KATE: True, they have similar solutions for the same problem– but if I were Meg I would still want to punch him all the time. I want to punch both of them

JOHANNAH: I was super competitive with Charles Wallace but always wanted to be him and cherished him. I also felt insecure because he was so good at cooking! And Meg, too. Like, she puts chopped pickles in her tuna salad at 3am? She is killing it.

WrinkleInTime5KATE: Not all Charles Wallaces are quite so easy to love, though.

JOE: Charles Wallace has only the flaw of pride. He is very caring and nice. He looks after Meg.

KATE: Sure, if they all pattered down to the kitchen to make me hot chocolate it would be easy.

JOE: You said you think this book was your first introduction to scientific thought. I know this question has baggage in archaeology, but do you identify as a scientist?

KATE: Sure. I do identify as a scientist (even if in mixed company I add the gratuitous ‘Social’ to the front of it) but I have very, perhaps, poetic ideas about what science is and what it does for us as humans. I think science is about pulling at threads in the seemingly-intact fabric of what we ‘know’ about the world, and finding wonder behind that. The relation that this process bears to things that are ‘factually, visibly true’ is, as you guys almost certainly know, more convoluted than most people think.

JOE: And you’d say this book played a part in that?

KATE: This book absolutely played a part. I think a major part of science fiction is the stated or implicit questioning of the absolute order of the world. At it’s most basic, this is also the premise of the science of anthropology– the possibility of other, very real ‘worlds’ that are wonderful, though also terrifying. Many of the key texts in anthropology read like Meg’s conversation with Aunt Beast. What leaps immediately to mind is EE Evans-Pritchard’s Magic, Witchcraft and Oracles among the Azande. More specific to archaeology, I am thinking a lot right now about how central vision is to our valuation of truth/fact, and to the knowability of things. *Kate thinks for a moment about the nature of god*

JOE: I fulfilled one of my science reqs as an undergraduate with “applied physics in archaeology.” I got a huge kick out of all these ways of “looking” at artefacts in ways other than the visual.
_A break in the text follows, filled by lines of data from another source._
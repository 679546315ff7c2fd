// src/MAML/context.rs

use super::collective::Collective;
use super::compression;
use super::config::Config;
use super::dispatch_loop::DispatchLoop;
use super::error::{Error, Result};
use super::handler::MessageHandler;
use super::message::Message;
use super::shared::Shared;
use super::stats::StatsSummary;
use super::transport_loop::TransportLoop;
use crate::Core::async_loop::{AsyncLoop, LaunchMode};
use crate::Transport::{Channel, Peer, Transport, TransportError};
use crossbeam_utils::Backoff;
use parking_lot::{Mutex, ReentrantMutex};
use std::cell::Cell;
use std::fmt;
use std::ops::ControlFlow;
use std::sync::atomic::{AtomicU8, Ordering};
use std::sync::Arc;

const STOPPED: u8 = 0;
const RUNNING: u8 = 1;
/// Loops being disarmed; only the transport side may be driven inline.
const STOPPING: u8 = 2;

/// Sizes of the queues and in-flight tables of a context.
#[derive(Clone, Copy, Debug, Default, PartialEq, Eq)]
pub struct PendingCounts {
    pub outbox: usize,
    pub inbox: usize,
    pub sends: usize,
    pub recvs: usize,
    /// Collectives queued or still running.
    pub collectives: usize,
}

impl PendingCounts {
    pub fn is_empty(&self) -> bool {
        *self == Self::default()
    }
}

struct Tasks {
    send_receive: Option<AsyncLoop>,
    process_inbox: Option<AsyncLoop>,
}

/// Owner of the message layer on one transport endpoint.
///
/// A context starts out stopped. Messages can be queued with [`send`] in any
/// state; they go out once the context is started, or during the flush that
/// [`stop`] performs.
///
/// [`send`]: Context::send
/// [`stop`]: Context::stop
pub struct Context {
    shared: Arc<Shared>,
    transport_loop: Arc<Mutex<TransportLoop>>,
    dispatch: Arc<DispatchLoop>,
    tasks: Mutex<Tasks>,
    state: AtomicU8,
    /// Held while the queues are drained on a caller's thread. Starting the
    /// loops takes it too, so the inbox never has two consumers. The flag is
    /// set while that thread runs handlers.
    flush_phase: ReentrantMutex<Cell<bool>>,
}

impl Context {
    /// Brings the layer up on `transport`, which the host must already have
    /// initialised. An endpoint backs at most one live context.
    pub fn init(transport: Arc<dyn Transport>, config: Config) -> Result<Self> {
        if !transport.is_ready() {
            return Err(Error::TransportNotReady);
        }
        if !transport.attach() {
            return Err(Error::AlreadyInitialized);
        }

        tracing::debug!(
            launch_mode = ?config.launch_mode,
            compress = config.compress_messages,
            detailed_logging = config.detailed_logging,
            "message layer initialised"
        );

        let shared = Arc::new(Shared::new(transport, config));
        Ok(Self {
            transport_loop: Arc::new(Mutex::new(TransportLoop::new(Arc::clone(&shared)))),
            dispatch: Arc::new(DispatchLoop::new(Arc::clone(&shared))),
            shared,
            tasks: Mutex::new(Tasks {
                send_receive: None,
                process_inbox: None,
            }),
            state: AtomicU8::new(STOPPED),
            flush_phase: ReentrantMutex::new(Cell::new(false)),
        })
    }

    /// Installs `handler` for every message arriving on `channel`. A second
    /// registration on the same channel replaces the first.
    pub fn register_handler_for(&self, channel: Channel, handler: Arc<dyn MessageHandler>) {
        let previous = self.shared.handlers.write().insert(channel, handler);
        if previous.is_some() {
            tracing::warn!(%channel, "handler for this channel already installed, replacing it");
        }
    }

    /// Queues an addressed message. Works whether or not the context is
    /// running; ownership passes to the layer.
    pub fn send(&self, mut message: Message) -> Result<()> {
        self.shared.check_fatal()?;
        let (channel, peer) = message.address().ok_or(Error::Unaddressed {
            channel: message.channel(),
            peer: message.peer(),
        })?;
        let peers = self.shared.transport.peer_count(channel)?;
        if peer.0 as usize >= peers {
            return Err(TransportError::PeerOutOfRange { peer, peers }.into());
        }

        if self.shared.config.compress_messages {
            compression::compress(&mut message, self.shared.stats())?;
        }
        if let Some(max) = self.shared.transport.max_message_size() {
            if message.size() > max {
                return Err(Error::MessageTooLarge {
                    size: message.size(),
                    max,
                });
            }
        }

        self.shared.outbox.push(message);
        self.shared.mark_unflushed();
        Ok(())
    }

    /// Addresses `message` to `peer` on `channel` (tag 0) and queues it.
    pub fn send_to(&self, channel: Channel, peer: Peer, mut message: Message) -> Result<()> {
        message.address_to(channel, peer);
        message.set_tag(0);
        self.send(message)
    }

    /// Queues a collective operation. The transport loop starts it on its
    /// next pass and polls it until it finishes; flushes wait for it.
    pub fn queue_collective(&self, collective: impl Collective + 'static) -> Result<()> {
        self.shared.check_fatal()?;
        self.shared.collectives.lock().push(Box::new(collective));
        self.shared.mark_unflushed();
        Ok(())
    }

    /// Starts both background loops. No-op when already running.
    pub fn start(&self) -> Result<()> {
        self.shared.check_fatal()?;
        let mut tasks = self.tasks.lock();
        if self.is_running() {
            return Ok(());
        }
        // waits out a flush phase on another thread
        let phase = self.flush_phase.lock();
        if phase.get() {
            return Err(Error::StartInsideFlush);
        }

        let mode = self.shared.config.launch_mode.resolve();
        if tasks.send_receive.is_none() {
            tasks.send_receive = Some(self.spawn_transport_loop(mode)?);
        }
        if tasks.process_inbox.is_none() {
            tasks.process_inbox = Some(self.spawn_dispatch_loop(mode)?);
        }

        if let Some(task) = &tasks.send_receive {
            task.start();
        }
        if let Some(task) = &tasks.process_inbox {
            task.start();
        }
        self.state.store(RUNNING, Ordering::Release);
        drop(phase);

        tracing::debug!(?mode, "message layer started");
        Ok(())
    }

    /// Stops both loops and flushes: everything queued or in flight at this
    /// point is sent, and everything already probed is delivered. Payloads
    /// peers have not yet started to send are not waited for.
    pub fn stop(&self) -> Result<()> {
        if !self.is_running() {
            return Ok(());
        }
        let tasks = self.tasks.lock();
        if self
            .state
            .compare_exchange(RUNNING, STOPPING, Ordering::AcqRel, Ordering::Acquire)
            .is_err()
        {
            return Ok(());
        }

        if let Some(task) = &tasks.send_receive {
            task.stop();
        }
        if let Some(task) = &tasks.process_inbox {
            task.stop();
        }
        let phase = self.flush_phase.lock();
        self.state.store(STOPPED, Ordering::Release);
        drop(tasks);
        tracing::debug!("message layer stopped, flushing");

        self.shared.check_fatal()?;
        self.flush_remaining(&phase)
    }

    /// Blocks until every queued outgoing message and collective has been
    /// handed off and nothing is in flight. When stopped, performs the flush
    /// itself.
    pub fn flush(&self) -> Result<()> {
        let poll = self.shared.config.idle_wait * 10;
        loop {
            self.shared.check_fatal()?;
            match self.state.load(Ordering::Acquire) {
                RUNNING => {
                    if self.shared.wait_flushed(poll) {
                        return Ok(());
                    }
                }
                STOPPED => {
                    let phase = self.flush_phase.lock();
                    // start() needs the phase lock, so this holds until we return
                    if self.state.load(Ordering::Acquire) == STOPPED {
                        return self.flush_remaining(&phase);
                    }
                }
                _ => {
                    // the dispatch loop may still be running a handler, possibly
                    // this very caller; drive only the outgoing side
                    return self.flush_outgoing();
                }
            }
        }
    }

    /// Stops the layer and releases the transport endpoint.
    pub fn finalize(self) -> Result<()> {
        self.stop()
    }

    pub fn is_running(&self) -> bool {
        self.state.load(Ordering::Acquire) == RUNNING
    }

    pub fn config(&self) -> &Config {
        &self.shared.config
    }

    pub fn transport(&self) -> &Arc<dyn Transport> {
        &self.shared.transport
    }

    /// Reason for the fatal error that killed a background loop, if any.
    pub fn fatal_error(&self) -> Option<String> {
        self.shared.fatal_error()
    }

    pub fn pending_counts(&self) -> PendingCounts {
        let transport_loop = self.transport_loop.lock();
        PendingCounts {
            outbox: self.shared.outbox.len(),
            inbox: self.shared.inbox.len(),
            sends: transport_loop.pending_sends(),
            recvs: transport_loop.pending_recvs(),
            collectives: transport_loop.pending_collectives() + self.shared.queued_collectives(),
        }
    }

    /// Statistics collected so far (empty unless detailed logging is on).
    pub fn stats(&self) -> StatsSummary {
        self.shared.stats.summary()
    }

    /// Logs the collected statistics and clears them.
    pub fn log_message_timings(&self) -> StatsSummary {
        if !self.shared.config.detailed_logging {
            return StatsSummary::default();
        }
        let summary = self.shared.stats.take_summary();
        summary.log();
        summary
    }

    fn spawn_transport_loop(&self, mode: LaunchMode) -> Result<AsyncLoop> {
        let shared = Arc::clone(&self.shared);
        let transport_loop = Arc::clone(&self.transport_loop);
        let backoff = Backoff::new();

        let body = move || match transport_loop.lock().iterate() {
            Ok(true) => {
                backoff.reset();
                ControlFlow::Continue(())
            }
            Ok(false) => {
                if backoff.is_completed() {
                    shared.transport.wait_for_progress(shared.config.idle_wait);
                } else {
                    backoff.snooze();
                }
                ControlFlow::Continue(())
            }
            Err(err) => {
                shared.raise_fatal("transport loop", &err);
                ControlFlow::Break(())
            }
        };

        AsyncLoop::new("maml-transport", body, mode).map_err(|e| Error::Fatal(e.to_string()))
    }

    fn spawn_dispatch_loop(&self, mode: LaunchMode) -> Result<AsyncLoop> {
        let shared = Arc::clone(&self.shared);
        let dispatch = Arc::clone(&self.dispatch);

        let body = move || match dispatch.iterate() {
            Ok(true) => ControlFlow::Continue(()),
            Ok(false) => {
                shared.inbox.wait_for_items(shared.config.idle_wait);
                ControlFlow::Continue(())
            }
            Err(err) => {
                shared.raise_fatal("dispatch loop", &err);
                ControlFlow::Break(())
            }
        };

        AsyncLoop::new("maml-dispatch", body, mode).map_err(|e| Error::Fatal(e.to_string()))
    }

    /// Runs send/probe/reap/dispatch on the calling thread, at least once and
    /// then until the outbox, inbox, collective queue and in-flight tables are
    /// empty. Caller holds the flush phase with the loops stopped.
    fn flush_remaining(&self, dispatching: &Cell<bool>) -> Result<()> {
        if dispatching.get() {
            // flush() from a handler we are running right now
            return self.flush_outgoing();
        }

        loop {
            let moved = self.transport_loop.lock().iterate();
            let mut moved = self.fatal_on_err(moved)?;

            dispatching.set(true);
            let dispatched = self.dispatch.iterate();
            dispatching.set(false);
            moved |= self.fatal_on_err(dispatched)?;

            if self.outgoing_drained() && self.shared.inbox.is_empty() {
                break;
            }
            if !moved {
                self.shared
                    .transport
                    .wait_for_progress(self.shared.config.idle_wait);
            }
        }

        self.shared.publish_flushed(false);
        Ok(())
    }

    /// Drives only the transport loop until nothing outgoing is queued or in
    /// flight. Received payloads stay in the inbox for the dispatcher.
    fn flush_outgoing(&self) -> Result<()> {
        loop {
            let moved = self.transport_loop.lock().iterate();
            let moved = self.fatal_on_err(moved)?;
            if self.outgoing_drained() {
                return Ok(());
            }
            if !moved {
                self.shared
                    .transport
                    .wait_for_progress(self.shared.config.idle_wait);
            }
        }
    }

    fn outgoing_drained(&self) -> bool {
        self.shared.outbox.is_empty()
            && self.shared.queued_collectives() == 0
            && self.transport_loop.lock().is_idle()
    }

    fn fatal_on_err<T>(&self, result: Result<T>) -> Result<T> {
        result.map_err(|err| {
            self.shared.record_fatal("flush", &err);
            err
        })
    }
}

impl Drop for Context {
    fn drop(&mut self) {
        if let Err(err) = self.stop() {
            tracing::error!(error = %err, "message layer did not stop cleanly");
        }
        self.shared.transport.detach();
    }
}

impl fmt::Debug for Context {
    fn fmt(&self, f: &mut fmt::Formatter<'_>) -> fmt::Result {
        f.debug_struct("Context")
            .field("transport", &self.shared.transport)
            .field("running", &self.is_running())
            .field("fatal", &self.shared.fatal_error())
            .finish_non_exhaustive()
    }
}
KATE: The scene on Uriel where Meg and Calvin and Charles Wallace are riding around on Mrs. Whatsit and surrounded by beings who are just thrumming and gargling with the Music of the Spheres or whatever, and the children want to know ‘what they are singing’- such a prosaic, meat-dimensional thing to ask! And Calvin can kiiind of get it, and Charles Wallace because he is a transcendental mutant can almost hear it– but Mrs. Whatsit ‘translates’ anyway– and it’s a hymn of praise, which seems, to me, like a fairly explicit argument that, in the literary tradition that the Mrs.’s draw on to make themselves comprehensible (oh, the ill fittingness of words) this excess of understanding, this wonder that lies beyond the ability of the human mind to grasp the working of the universe, is called God.

JOE: Yeah, one of my favorite SF-y things about the book is the idea that there is this absolute reality that manifests differently in different places, given different ways of understanding the world. The dark thing is different everywhere it appears, and God is just the local human name for that great wonder. It articulates a framework in which Christianity has a place, but is not trying to argue for Christianity as a dominant framework. And I’m okay with it!
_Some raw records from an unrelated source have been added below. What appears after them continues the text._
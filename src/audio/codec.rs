//! PCM conversion and transport encoding.
//!
//! Capture side: native-rate float samples are mapped to 16-bit PCM at the
//! agent's input rate with nearest-neighbour index mapping. There is no
//! anti-alias filter; speech survives the mild aliasing fine.
//!
//! Playback side: little-endian PCM16 bytes are expanded back to floats.

use crate::error::{Result, SessionError};
use base64::Engine;
use base64::engine::general_purpose::STANDARD;

/// Resample `samples` from `source_rate` to `target_rate` and quantize to PCM16.
///
/// Output length is `round(len / (source_rate / target_rate))`; output index
/// `i` reads source index `floor(i * source_rate / target_rate)`.
pub fn resample_to_pcm16(samples: &[f32], source_rate: u32, target_rate: u32) -> Vec<i16> {
    if samples.is_empty() || source_rate == 0 || target_rate == 0 {
        return Vec::new();
    }

    let ratio = f64::from(source_rate) / f64::from(target_rate);
    let out_len = (samples.len() as f64 / ratio).round() as usize;
    let last = samples.len() - 1;

    (0..out_len)
        .map(|i| {
            let idx = ((i as f64 * ratio).floor() as usize).min(last);
            quantize(samples[idx])
        })
        .collect()
}

/// Clamp to `[-1, 1]` and scale to the signed 16-bit range.
///
/// The float-to-int cast saturates, so `1.0` lands on `i16::MAX`.
fn quantize(sample: f32) -> i16 {
    (sample.clamp(-1.0, 1.0) * 32768.0) as i16
}

/// Expand PCM16 samples to floats (`sample / 32768`).
pub fn pcm16_to_f32(samples: &[i16]) -> Vec<f32> {
    samples.iter().map(|&s| f32::from(s) / 32768.0).collect()
}

/// Serialize PCM16 samples as little-endian bytes.
pub fn pcm16_to_bytes(samples: &[i16]) -> Vec<u8> {
    samples.iter().flat_map(|s| s.to_le_bytes()).collect()
}

/// Parse little-endian PCM16 bytes.
///
/// # Errors
///
/// Returns [`SessionError::Decode`] if the byte count is odd.
pub fn bytes_to_pcm16(bytes: &[u8]) -> Result<Vec<i16>> {
    if bytes.len() % 2 != 0 {
        return Err(SessionError::Decode(format!(
            "PCM16 payload has odd length {}",
            bytes.len()
        )));
    }
    Ok(bytes
        .chunks_exact(2)
        .map(|pair| i16::from_le_bytes([pair[0], pair[1]]))
        .collect())
}

/// Encode bytes as standard base64.
pub fn encode(bytes: &[u8]) -> String {
    STANDARD.encode(bytes)
}

/// Decode standard base64 text.
///
/// # Errors
///
/// Returns [`SessionError::Decode`] on malformed input.
pub fn decode(text: &str) -> Result<Vec<u8>> {
    STANDARD
        .decode(text)
        .map_err(|e| SessionError::Decode(format!("invalid base64 payload: {e}")))
}

/// Convert interleaved multi-channel audio to mono by averaging channels.
pub fn to_mono(data: &[f32], channels: u16) -> Vec<f32> {
    if channels <= 1 {
        return data.to_vec();
    }
    let ch = usize::from(channels);
    data.chunks_exact(ch)
        .map(|frame| frame.iter().sum::<f32>() / ch as f32)
        .collect()
}

/// Regroups arbitrarily sized device callbacks into fixed-size blocks.
#[derive(Debug)]
pub struct BlockAccumulator {
    block_size: usize,
    pending: Vec<f32>,
}

impl BlockAccumulator {
    /// Create an accumulator emitting blocks of `block_size` frames.
    pub fn new(block_size: usize) -> Self {
        let block_size = block_size.max(1);
        Self {
            block_size,
            pending: Vec::with_capacity(block_size),
        }
    }

    /// Append samples, calling `emit` once per completed block.
    ///
    /// Leftover samples are held for the next call.
    pub fn push(&mut self, mut samples: &[f32], mut emit: impl FnMut(&[f32])) {
        while !samples.is_empty() {
            let room = self.block_size - self.pending.len();
            let take = room.min(samples.len());
            self.pending.extend_from_slice(&samples[..take]);
            samples = &samples[take..];

            if self.pending.len() == self.block_size {
                emit(self.pending.as_slice());
                self.pending.clear();
            }
        }
    }

    /// Number of samples waiting for the next block.
    pub fn pending(&self) -> usize {
        self.pending.len()
    }
}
KATE: I remember reading this book, and the sequels, and feeling like I had heard a secret about the world it helped me deal with… whatever I was dealing with as a kid… though probably made me slightly insufferable in my own, wonderful way. I actually brought up Aunt Beast once during an.. ahem.. romantic encounter… that was highly awkward.

JOHANNAH: I have always thought Aunt Beast was a little sexual.

KATE: Seeeriously

JOE: Certainly Meg’s encounter with Aunt Beast is very tactile. And there’s also the intimacy of Aunt Beast reading her mind, and the sort of flirty-ish attempt to put a name to their relationship. What I’m saying is, alt.fan.AWIT.slash.meg-aunt_beast.

JOHANNAH: I ship it.

KATE: Totally

JOE: Whoa, late breaking news friends: The director of Frozen is writing the screenplay adaptation of A Wrinkle in Time. (I discovered this while googling for AWIT fanfic.)

JOHANNAH: Did you find any good Aunt Beast fanfic? Actually I would also consider Meg and Calvin fanfic because I support family values.

KATE: Sorry I am ALSO distracted by AWIT fanfic now, there goes my evening.

JOE: This is like a whole OTHER Toast series.

JOHANNAH: Mallory! The Toast needs some Wrinkle in Time Femslash Friday.

KATE: Some Ixchel Aunt Beast slash would be so like, post-gender.

JOE: Ever since I learned there is hardcore Giving Tree slash, I just expect the worst.